Auch künstliche Intelligenz verspricht hier, hilfreich zu sein: Sie bietet Unternehmen völlig andere Möglichkeiten, um neue Kunden anzusprechen, ihren Umsatz zu steigern und effizienter und profitabler zu werden. Daher unterstützen wir die Pläne der Europäischen Kommission, die Mittel für den Wiederaufbau auf wegweisende digitale Technologien wie KI zu konzentrieren. Entsprechend beschleunigen wir die Einführung unseres eigenen Tools «AI for Business». Das neue Tool bietet Unternehmen eine massgeschneiderte Analyse der für sie am besten geeigneten KI-Anwendungen sowie praktische Vorschläge zur Umsetzung des Wandels.

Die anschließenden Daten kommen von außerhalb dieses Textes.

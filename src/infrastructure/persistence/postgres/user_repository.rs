use async_trait::async_trait;
use chrono::{DateTime, Utc};
use sqlx::PgPool;
use uuid::Uuid;

use crate::domain::users::{
  entities::{User, UserRole},
  errors::{RepositoryError, UserError},
  ports::UserRepository,
  value_objects::SubjectId,
};

/// PostgreSQL implementation of the UserRepository trait
pub struct PostgresUserRepository {
  pool: PgPool,
}

impl PostgresUserRepository {
  /// Creates a new instance of PostgresUserRepository
  pub fn new(pool: PgPool) -> Self {
    Self { pool }
  }
}

/// Database row structure for users table
#[derive(Debug, sqlx::FromRow)]
struct UserRow {
  id: Uuid,
  subject_id: String,
  email: String,
  name: String,
  phone_number: String,
  state: String,
  city: String,
  role: String,
  phone_verified: bool,
  email_verified: bool,
  created_at: DateTime<Utc>,
  updated_at: DateTime<Utc>,
}

impl TryFrom<UserRow> for User {
  type Error = UserError;

  fn try_from(row: UserRow) -> Result<Self, Self::Error> {
    let role: UserRole = row.role.parse().map_err(|_| {
      UserError::Repository(RepositoryError::CorruptRow(format!(
        "user {} has unknown role '{}'",
        row.id, row.role
      )))
    })?;

    Ok(User::from_db(
      row.id,
      row.subject_id,
      row.email,
      row.name,
      row.phone_number,
      row.state,
      row.city,
      role,
      row.phone_verified,
      row.email_verified,
      row.created_at,
      row.updated_at,
    ))
  }
}

#[async_trait]
impl UserRepository for PostgresUserRepository {
  async fn create(&self, user: User) -> Result<User, UserError> {
    let row = sqlx::query_as::<_, UserRow>(
      r#"
            INSERT INTO users (
                id,
                subject_id,
                email,
                name,
                phone_number,
                state,
                city,
                role,
                phone_verified,
                email_verified,
                created_at,
                updated_at
            )
            VALUES ($1, $2, $3, $4, $5, $6, $7, $8, $9, $10, $11, $12)
            RETURNING
                id,
                subject_id,
                email,
                name,
                phone_number,
                state,
                city,
                role,
                phone_verified,
                email_verified,
                created_at,
                updated_at
            "#,
    )
    .bind(user.id)
    .bind(&user.subject_id)
    .bind(&user.email)
    .bind(&user.name)
    .bind(&user.phone_number)
    .bind(&user.state)
    .bind(&user.city)
    .bind(user.role.as_str())
    .bind(user.phone_verified)
    .bind(user.email_verified)
    .bind(user.created_at)
    .bind(user.updated_at)
    .fetch_one(&self.pool)
    .await?;

    row.try_into()
  }

  async fn find_by_subject_id(&self, subject_id: &SubjectId) -> Result<Option<User>, UserError> {
    let row = sqlx::query_as::<_, UserRow>(
      r#"
            SELECT
                id,
                subject_id,
                email,
                name,
                phone_number,
                state,
                city,
                role,
                phone_verified,
                email_verified,
                created_at,
                updated_at
            FROM users
            WHERE subject_id = $1
            "#,
    )
    .bind(subject_id.as_str())
    .fetch_optional(&self.pool)
    .await?;

    row.map(User::try_from).transpose()
  }

  /// Verification flags are OR-ed with the stored values, so a stale copy
  /// of the row can never clear a flag set by a concurrent write.
  async fn update(&self, user: User) -> Result<User, UserError> {
    let row = sqlx::query_as::<_, UserRow>(
      r#"
            UPDATE users
            SET
                email = $2,
                name = $3,
                phone_number = $4,
                state = $5,
                city = $6,
                role = $7,
                phone_verified = users.phone_verified OR $8,
                email_verified = users.email_verified OR $9,
                updated_at = $10
            WHERE subject_id = $1
            RETURNING
                id,
                subject_id,
                email,
                name,
                phone_number,
                state,
                city,
                role,
                phone_verified,
                email_verified,
                created_at,
                updated_at
            "#,
    )
    .bind(&user.subject_id)
    .bind(&user.email)
    .bind(&user.name)
    .bind(&user.phone_number)
    .bind(&user.state)
    .bind(&user.city)
    .bind(user.role.as_str())
    .bind(user.phone_verified)
    .bind(user.email_verified)
    .bind(user.updated_at)
    .fetch_one(&self.pool)
    .await?;

    row.try_into()
  }
}
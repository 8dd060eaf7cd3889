use async_trait::async_trait;

use super::entities::{AuthTokens, IdentityClaims, SignUpOutcome, SignUpRequest};
use super::errors::IdentityError;
use super::value_objects::{Password, SocialProvider, Username};

/// Managed identity provider (allows both real and simulated implementations)
#[async_trait]
pub trait IdentityProvider: Send + Sync {
  /// Registers a new account and returns its subject id
  async fn sign_up(&self, request: SignUpRequest) -> Result<SignUpOutcome, IdentityError>;

  /// Confirms an account with the code sent to the user
  async fn confirm_sign_up(&self, username: &Username, code: &str) -> Result<(), IdentityError>;

  /// Authenticates with username and password
  async fn sign_in(
    &self,
    username: &Username,
    password: &Password,
  ) -> Result<AuthTokens, IdentityError>;

  /// Resolves an access token to the user's claims
  async fn current_user(&self, access_token: &str) -> Result<IdentityClaims, IdentityError>;

  /// Revokes every token issued to the user
  async fn sign_out(&self, access_token: &str) -> Result<(), IdentityError>;

  /// Hosted UI URL for a federated sign-in
  fn authorization_url(
    &self,
    provider: SocialProvider,
    state: &str,
  ) -> Result<String, IdentityError>;

  /// Exchanges an authorization code from the hosted UI for tokens and claims
  async fn exchange_code(&self, code: &str) -> Result<(AuthTokens, IdentityClaims), IdentityError>;
}
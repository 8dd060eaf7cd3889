use std::sync::Arc;

use super::lookup_subject_id;
use crate::domain::users::{User, UserError, UserService};

/// Use case for marking a profile's phone number as verified
pub struct VerifyPhoneUseCase {
  user_service: Arc<UserService>,
}

impl VerifyPhoneUseCase {
  pub fn new(user_service: Arc<UserService>) -> Self {
    Self { user_service }
  }

  /// Idempotent; verifying twice returns the same record
  pub async fn execute(&self, subject_id: &str) -> Result<User, UserError> {
    let subject_id = lookup_subject_id(subject_id)?;
    self.user_service.verify_phone(&subject_id).await
  }
}
pub mod dtos;
pub mod errors;
pub mod handlers;
pub mod middleware;
pub mod routes;
pub mod templates;

// Re-export commonly used types
pub use dtos::{CreateProfileRequest, ErrorResponse, UpdateProfileRequest, UserResponse};
pub use errors::{ApiError, AuthErrorKind};
pub use handlers::BaseUrl;
pub use middleware::{RequestId, RequestIdExt, RequestIdMiddleware, WebAuthMiddleware};
pub use routes::{
  UserRouteDependencies, WebRouteDependencies, configure_social_auth_routes,
  configure_user_routes, configure_web_routes,
};
pub use templates::TemplateEngine;
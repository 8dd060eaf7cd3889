use std::sync::Arc;

use super::lookup_subject_id;
use crate::domain::users::{User, UserError, UserService};

/// Use case for marking a profile's email as verified
pub struct VerifyEmailUseCase {
  user_service: Arc<UserService>,
}

impl VerifyEmailUseCase {
  pub fn new(user_service: Arc<UserService>) -> Self {
    Self { user_service }
  }

  pub async fn execute(&self, subject_id: &str) -> Result<User, UserError> {
    let subject_id = lookup_subject_id(subject_id)?;
    self.user_service.verify_email(&subject_id).await
  }
}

Wir glauben fest an eine prosperierende Zukunft und an die Rolle, die Technologie dabei spielen wird, Menschen, Unternehmen und Kommunen beim Neustart zu helfen. Doch es liegt in unserer gemeinsamen Verantwortung, dass alle vom Aufschwung der europäischen Wirtschaft nach der Coronakrise profitieren werden. Regierungen, Unternehmen und Einzelpersonen - alle sind wichtig, aber keiner kann für sich allein betrachtet werden. Zu lange haben wir erlebt, dass zu viele von wirtschaftlichen Sicherheiten und Chancen ausgeschlossen waren. "Online" kann nur dann eine Lebensader sein, wenn die Technologie für alle verfügbar ist.